**Given entries**.
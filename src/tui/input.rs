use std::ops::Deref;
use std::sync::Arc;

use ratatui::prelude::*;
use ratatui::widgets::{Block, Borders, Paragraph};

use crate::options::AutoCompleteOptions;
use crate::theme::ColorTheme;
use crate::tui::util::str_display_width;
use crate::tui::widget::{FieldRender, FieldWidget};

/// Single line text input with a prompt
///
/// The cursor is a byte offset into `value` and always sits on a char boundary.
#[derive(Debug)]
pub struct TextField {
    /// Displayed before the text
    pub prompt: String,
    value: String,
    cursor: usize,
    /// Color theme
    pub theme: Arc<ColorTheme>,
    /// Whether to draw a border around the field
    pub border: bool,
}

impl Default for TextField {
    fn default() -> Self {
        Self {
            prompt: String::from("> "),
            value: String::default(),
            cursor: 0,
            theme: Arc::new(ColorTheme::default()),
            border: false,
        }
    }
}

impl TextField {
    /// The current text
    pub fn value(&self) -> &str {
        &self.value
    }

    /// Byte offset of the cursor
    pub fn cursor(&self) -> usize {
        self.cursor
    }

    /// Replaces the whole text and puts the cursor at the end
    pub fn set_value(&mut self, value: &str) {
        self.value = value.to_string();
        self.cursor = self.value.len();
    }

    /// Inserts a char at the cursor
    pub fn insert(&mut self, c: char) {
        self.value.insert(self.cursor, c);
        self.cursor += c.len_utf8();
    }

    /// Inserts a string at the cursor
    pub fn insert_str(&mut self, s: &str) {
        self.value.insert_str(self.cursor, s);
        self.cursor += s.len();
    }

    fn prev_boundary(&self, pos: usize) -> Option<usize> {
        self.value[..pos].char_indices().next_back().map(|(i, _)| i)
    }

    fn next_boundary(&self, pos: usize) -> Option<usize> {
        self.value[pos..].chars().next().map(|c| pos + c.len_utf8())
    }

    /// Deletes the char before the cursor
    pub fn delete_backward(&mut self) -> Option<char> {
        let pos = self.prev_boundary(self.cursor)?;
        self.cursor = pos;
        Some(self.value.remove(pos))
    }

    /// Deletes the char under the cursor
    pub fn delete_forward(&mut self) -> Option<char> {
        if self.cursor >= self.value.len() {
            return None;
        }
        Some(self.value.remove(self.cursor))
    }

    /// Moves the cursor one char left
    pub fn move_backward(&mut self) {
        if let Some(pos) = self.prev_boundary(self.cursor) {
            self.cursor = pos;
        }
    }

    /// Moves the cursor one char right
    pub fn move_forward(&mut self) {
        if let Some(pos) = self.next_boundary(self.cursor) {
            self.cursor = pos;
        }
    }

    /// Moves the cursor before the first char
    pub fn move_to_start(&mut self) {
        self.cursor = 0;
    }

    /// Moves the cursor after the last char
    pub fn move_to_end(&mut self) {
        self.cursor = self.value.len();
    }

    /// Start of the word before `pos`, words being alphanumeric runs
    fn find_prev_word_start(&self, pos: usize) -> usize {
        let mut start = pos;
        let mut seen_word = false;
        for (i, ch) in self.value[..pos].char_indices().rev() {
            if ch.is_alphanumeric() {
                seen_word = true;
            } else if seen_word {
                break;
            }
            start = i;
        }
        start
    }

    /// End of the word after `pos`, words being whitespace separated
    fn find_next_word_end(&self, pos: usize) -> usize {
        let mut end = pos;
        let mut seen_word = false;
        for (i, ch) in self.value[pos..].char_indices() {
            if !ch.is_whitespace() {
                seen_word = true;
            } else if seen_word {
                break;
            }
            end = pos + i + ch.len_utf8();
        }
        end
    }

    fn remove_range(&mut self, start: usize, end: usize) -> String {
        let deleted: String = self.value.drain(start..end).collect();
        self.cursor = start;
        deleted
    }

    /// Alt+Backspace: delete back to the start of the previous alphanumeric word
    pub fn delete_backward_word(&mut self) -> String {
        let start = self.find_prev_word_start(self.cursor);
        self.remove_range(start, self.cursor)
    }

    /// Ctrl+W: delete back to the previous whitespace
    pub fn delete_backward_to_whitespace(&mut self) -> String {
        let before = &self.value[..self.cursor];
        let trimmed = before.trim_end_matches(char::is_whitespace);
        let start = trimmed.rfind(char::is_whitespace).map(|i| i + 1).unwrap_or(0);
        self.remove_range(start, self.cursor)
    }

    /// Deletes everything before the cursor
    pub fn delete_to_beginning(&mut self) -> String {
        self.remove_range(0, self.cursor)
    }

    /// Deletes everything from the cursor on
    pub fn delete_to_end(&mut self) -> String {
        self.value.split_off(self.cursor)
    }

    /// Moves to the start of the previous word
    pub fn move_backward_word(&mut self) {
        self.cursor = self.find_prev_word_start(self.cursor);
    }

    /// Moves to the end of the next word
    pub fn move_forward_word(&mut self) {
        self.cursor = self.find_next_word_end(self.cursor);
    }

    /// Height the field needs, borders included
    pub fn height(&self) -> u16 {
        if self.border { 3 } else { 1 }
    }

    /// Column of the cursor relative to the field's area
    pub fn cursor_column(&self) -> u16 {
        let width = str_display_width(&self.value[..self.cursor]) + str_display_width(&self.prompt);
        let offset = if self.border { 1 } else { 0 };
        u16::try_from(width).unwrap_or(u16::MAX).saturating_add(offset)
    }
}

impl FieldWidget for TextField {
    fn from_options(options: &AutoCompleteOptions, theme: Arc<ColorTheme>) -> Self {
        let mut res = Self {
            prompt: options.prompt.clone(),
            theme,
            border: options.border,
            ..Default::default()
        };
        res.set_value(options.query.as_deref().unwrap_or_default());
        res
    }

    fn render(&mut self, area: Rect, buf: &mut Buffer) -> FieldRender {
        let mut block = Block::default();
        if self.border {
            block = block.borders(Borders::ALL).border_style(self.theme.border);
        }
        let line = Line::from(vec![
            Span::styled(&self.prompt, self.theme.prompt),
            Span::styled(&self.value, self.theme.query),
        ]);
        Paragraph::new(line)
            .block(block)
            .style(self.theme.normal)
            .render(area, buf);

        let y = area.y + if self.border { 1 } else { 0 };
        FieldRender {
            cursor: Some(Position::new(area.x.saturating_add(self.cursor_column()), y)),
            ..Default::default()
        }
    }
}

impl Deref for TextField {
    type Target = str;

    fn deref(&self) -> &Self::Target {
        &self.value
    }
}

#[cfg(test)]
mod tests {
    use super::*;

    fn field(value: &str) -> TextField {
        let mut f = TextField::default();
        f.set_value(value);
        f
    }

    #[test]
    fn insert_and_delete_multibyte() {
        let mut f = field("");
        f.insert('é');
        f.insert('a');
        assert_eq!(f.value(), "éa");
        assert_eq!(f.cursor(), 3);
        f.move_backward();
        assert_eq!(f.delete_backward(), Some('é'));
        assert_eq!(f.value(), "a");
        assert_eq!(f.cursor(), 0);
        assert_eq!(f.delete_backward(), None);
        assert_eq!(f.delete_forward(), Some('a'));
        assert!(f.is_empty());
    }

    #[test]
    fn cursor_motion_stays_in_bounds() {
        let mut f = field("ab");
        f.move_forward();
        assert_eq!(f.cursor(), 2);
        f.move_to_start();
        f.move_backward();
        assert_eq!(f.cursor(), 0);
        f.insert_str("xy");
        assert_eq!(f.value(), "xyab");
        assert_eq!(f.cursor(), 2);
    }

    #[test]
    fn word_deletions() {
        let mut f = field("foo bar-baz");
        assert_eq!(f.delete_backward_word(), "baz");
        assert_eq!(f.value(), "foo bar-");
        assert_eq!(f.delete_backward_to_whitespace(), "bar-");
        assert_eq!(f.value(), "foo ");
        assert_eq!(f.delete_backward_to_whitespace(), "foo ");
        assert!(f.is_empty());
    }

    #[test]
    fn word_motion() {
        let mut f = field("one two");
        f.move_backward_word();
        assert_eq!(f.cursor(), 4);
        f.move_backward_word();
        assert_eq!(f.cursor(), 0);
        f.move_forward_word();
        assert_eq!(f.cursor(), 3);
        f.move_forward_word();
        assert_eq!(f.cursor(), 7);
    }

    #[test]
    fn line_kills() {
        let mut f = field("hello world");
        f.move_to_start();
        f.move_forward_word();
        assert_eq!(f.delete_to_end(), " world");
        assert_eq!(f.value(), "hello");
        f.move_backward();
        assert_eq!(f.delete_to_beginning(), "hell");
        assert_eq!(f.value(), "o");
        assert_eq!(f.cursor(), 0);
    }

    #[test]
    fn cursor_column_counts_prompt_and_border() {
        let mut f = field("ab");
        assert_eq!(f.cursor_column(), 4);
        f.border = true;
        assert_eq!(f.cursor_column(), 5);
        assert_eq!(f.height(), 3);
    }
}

==

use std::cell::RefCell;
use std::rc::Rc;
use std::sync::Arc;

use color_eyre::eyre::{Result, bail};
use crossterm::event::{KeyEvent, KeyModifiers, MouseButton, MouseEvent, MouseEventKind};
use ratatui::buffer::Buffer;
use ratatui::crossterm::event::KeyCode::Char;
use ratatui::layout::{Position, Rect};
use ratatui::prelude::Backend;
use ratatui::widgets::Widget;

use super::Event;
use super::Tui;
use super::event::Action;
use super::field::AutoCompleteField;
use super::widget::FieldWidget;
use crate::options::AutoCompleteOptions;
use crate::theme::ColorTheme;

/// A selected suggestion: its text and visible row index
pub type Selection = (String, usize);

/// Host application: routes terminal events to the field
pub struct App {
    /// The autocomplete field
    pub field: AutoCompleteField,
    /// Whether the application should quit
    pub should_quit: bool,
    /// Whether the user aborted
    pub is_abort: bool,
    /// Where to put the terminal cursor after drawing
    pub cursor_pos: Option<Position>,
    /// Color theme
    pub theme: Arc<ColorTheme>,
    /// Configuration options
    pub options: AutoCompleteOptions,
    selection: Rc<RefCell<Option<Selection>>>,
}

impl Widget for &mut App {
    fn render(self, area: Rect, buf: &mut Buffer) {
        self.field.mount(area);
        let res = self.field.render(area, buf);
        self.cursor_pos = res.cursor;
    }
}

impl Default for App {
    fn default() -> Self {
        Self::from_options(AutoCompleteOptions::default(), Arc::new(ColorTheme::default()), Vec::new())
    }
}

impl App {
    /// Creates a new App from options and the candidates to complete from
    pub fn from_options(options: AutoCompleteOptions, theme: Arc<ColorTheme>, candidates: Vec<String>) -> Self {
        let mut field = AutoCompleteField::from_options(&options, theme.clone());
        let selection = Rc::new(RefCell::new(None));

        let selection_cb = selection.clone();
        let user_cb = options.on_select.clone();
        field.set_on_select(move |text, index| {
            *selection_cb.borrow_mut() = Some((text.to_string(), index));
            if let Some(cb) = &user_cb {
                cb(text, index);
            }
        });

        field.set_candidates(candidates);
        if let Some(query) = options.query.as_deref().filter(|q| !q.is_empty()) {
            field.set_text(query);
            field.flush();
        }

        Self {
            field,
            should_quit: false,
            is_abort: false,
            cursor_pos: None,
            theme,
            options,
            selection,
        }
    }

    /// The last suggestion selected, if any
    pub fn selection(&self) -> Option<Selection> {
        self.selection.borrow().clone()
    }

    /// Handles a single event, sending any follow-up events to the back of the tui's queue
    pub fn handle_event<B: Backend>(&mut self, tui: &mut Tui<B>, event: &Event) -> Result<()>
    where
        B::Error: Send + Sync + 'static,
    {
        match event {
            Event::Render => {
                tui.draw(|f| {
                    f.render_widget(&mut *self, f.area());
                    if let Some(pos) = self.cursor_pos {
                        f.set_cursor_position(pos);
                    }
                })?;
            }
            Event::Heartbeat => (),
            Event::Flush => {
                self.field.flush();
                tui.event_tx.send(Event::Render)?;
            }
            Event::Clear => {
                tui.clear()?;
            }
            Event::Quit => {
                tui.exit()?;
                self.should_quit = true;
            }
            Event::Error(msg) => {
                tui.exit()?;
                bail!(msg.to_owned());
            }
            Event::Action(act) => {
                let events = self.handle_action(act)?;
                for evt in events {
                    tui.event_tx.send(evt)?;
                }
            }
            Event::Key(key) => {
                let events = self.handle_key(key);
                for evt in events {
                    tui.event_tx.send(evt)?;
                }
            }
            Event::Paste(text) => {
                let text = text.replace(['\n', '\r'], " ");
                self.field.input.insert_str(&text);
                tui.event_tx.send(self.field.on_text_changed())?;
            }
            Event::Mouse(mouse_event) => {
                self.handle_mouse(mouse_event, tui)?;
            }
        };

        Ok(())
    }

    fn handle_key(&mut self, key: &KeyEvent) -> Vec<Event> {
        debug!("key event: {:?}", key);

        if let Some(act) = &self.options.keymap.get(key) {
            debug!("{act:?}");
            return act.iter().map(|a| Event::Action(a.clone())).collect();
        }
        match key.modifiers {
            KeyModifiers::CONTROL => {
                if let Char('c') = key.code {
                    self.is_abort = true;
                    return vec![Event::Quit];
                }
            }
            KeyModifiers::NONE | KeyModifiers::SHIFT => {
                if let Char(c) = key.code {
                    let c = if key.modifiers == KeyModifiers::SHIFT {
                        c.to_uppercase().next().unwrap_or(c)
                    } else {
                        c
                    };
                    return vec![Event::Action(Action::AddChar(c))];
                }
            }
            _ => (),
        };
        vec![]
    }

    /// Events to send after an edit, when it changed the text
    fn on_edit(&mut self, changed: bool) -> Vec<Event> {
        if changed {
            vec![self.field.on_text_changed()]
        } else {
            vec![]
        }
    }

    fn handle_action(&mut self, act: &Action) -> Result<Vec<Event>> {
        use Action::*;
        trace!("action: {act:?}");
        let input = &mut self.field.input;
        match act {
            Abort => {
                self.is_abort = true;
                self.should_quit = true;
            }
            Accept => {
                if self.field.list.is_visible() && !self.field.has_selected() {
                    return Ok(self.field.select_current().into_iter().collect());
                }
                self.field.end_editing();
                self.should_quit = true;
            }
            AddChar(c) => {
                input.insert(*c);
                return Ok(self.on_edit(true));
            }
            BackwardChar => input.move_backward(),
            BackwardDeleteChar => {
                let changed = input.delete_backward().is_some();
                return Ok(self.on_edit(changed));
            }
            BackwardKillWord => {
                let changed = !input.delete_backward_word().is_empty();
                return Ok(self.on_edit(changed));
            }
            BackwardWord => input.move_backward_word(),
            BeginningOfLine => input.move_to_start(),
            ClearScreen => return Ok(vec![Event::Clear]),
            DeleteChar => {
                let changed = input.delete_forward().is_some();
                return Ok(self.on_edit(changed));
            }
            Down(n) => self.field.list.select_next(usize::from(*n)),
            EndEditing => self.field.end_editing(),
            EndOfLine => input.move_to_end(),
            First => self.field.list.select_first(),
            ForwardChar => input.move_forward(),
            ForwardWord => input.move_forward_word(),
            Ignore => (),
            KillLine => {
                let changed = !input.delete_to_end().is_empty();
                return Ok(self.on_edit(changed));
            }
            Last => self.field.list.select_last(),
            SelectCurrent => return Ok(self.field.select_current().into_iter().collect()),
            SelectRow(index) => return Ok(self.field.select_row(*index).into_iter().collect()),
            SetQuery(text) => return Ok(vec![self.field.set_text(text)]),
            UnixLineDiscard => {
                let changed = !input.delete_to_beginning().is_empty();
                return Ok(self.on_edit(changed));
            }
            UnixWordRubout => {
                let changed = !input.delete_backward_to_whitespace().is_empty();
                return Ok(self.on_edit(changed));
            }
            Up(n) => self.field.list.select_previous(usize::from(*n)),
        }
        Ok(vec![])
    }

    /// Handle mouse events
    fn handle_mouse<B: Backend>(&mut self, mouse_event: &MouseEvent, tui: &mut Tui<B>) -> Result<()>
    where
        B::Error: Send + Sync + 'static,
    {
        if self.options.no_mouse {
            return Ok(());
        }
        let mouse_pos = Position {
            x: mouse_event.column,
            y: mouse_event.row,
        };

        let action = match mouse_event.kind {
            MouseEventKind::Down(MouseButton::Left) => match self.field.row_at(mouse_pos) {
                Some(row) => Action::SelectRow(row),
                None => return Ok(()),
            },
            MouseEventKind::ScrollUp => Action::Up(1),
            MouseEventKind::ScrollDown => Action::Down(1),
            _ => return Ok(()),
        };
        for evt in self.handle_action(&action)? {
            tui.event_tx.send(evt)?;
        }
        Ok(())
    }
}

**Work request**. Could you state how many lines of the records contain "terminal"? Give the number and nothing else.

**Written reply**. 2